The process of passing Greater Sudbury's $512 million budget for 2015 picks up pace this week, with two meetings slated for Tuesday and Wednesday. The budget is a particular challenge this year, for a number of reasons.
Budget660
The provincial government is holding pre-budget consultations in Sudbury today. Supplied photo.
The process of passing Greater Sudbury's $512 million budget for 2015 picks up pace this week, with two meetings slated for Tuesday and Wednesday.

The budget is a particular challenge this year, for a number of reasons. First, since it's an election year, a process that normally begins in the fall was delayed until the new city council was inaugurated in December. That meant the first budget meetings of the new term weren't held until January.

The election brought in 10 new councillors, as well as a new mayor, many of whom are going through the budget process for the first time. Mayor Brian Bigger also campaigned on a promise to freeze taxes without laying off full-time staff or cutting services, a big challenge with provincial grants being cut by more than $3 million and the cost of maintaining existing services rising by $2.8 million.

Staff began the process by whittling down an early estimate of a 4.9 per cent increase down to 3.6 per cent, but that still means $8.4 million must be found to freeze taxes.
Sudburians got a glimpse of how that could be achieved last week with a presentation from the finance department on 26 options on how to get to zero.

They include changing the definition of a senior, which would bring in $150,000 in revenue, eliminating the tipping fee holiday at city landfills, which would save $80,000 and charging residents who live outside the boundaries of Sudbury Transit $3.75 for transcab rides. Other options include taking $1.4 million from the tax stabilization fund, and delaying or cancelling $2.5 million in capital projects council has already set aside money for.

Those capital projects include $500,000 allocated to expand and put a roof over the Grace Hartman Amphitheatre; $500,000 for records management software; $800,000 from a human resources reserve fund; and, $1.2 million already set aside for the upgrade of services in the Lasalle-Elisabella industrial park.

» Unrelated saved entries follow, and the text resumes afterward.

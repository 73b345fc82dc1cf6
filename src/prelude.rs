//! Convenience re-exports for common rowmap usage
//!
//! # Example
//!
//! ```rust
//! use rowmap::prelude::*;
//!
//! #[record]
//! pub struct Person {
//!     pub id: i64,
//!     pub name: String,
//! }
//! ```

// Core rowmap components
pub use crate::core::Db;
pub use crate::errors::RowmapError;
pub use crate::tx::Tx;

// Re-export centralized config
pub use config::{AppConfig, DatabaseConfig, MapperConfig};

// Query functions, sessions and capabilities
pub use row_mapper::prelude::*;
pub use row_mapper::{MemoryDb, ResultSet, args};

// Record traits and their derives
pub use field_map::{Element, Params, Record};
pub use record_derive::{Params, Record, record};
pub use type_mapping::FromValue;

// Re-export field_map module for macro-generated code
pub use field_map;

// Common external dependencies
pub use anyhow;
pub use async_trait;
pub use sqlx;
pub use tokio;

pub use sqlx::PgPool;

At their meetings this week, councillors will review $600,000 planned for the healthy community initiative funds, as well as the capital budgets for each department. Those projects include $1.5 million in renovations to Tom Davies Square; $3 million for work at the city's landfills; $3.8 million for upgrading and repairs of the city's playgrounds and leisure facilities; and $79 million in capital projects for roads and water and sewer work.

At Wednesday's meeting, councillors will also take another look at a proposal to convert all of the city's 14,627 streetlights to brighter, more energy efficient LED lights.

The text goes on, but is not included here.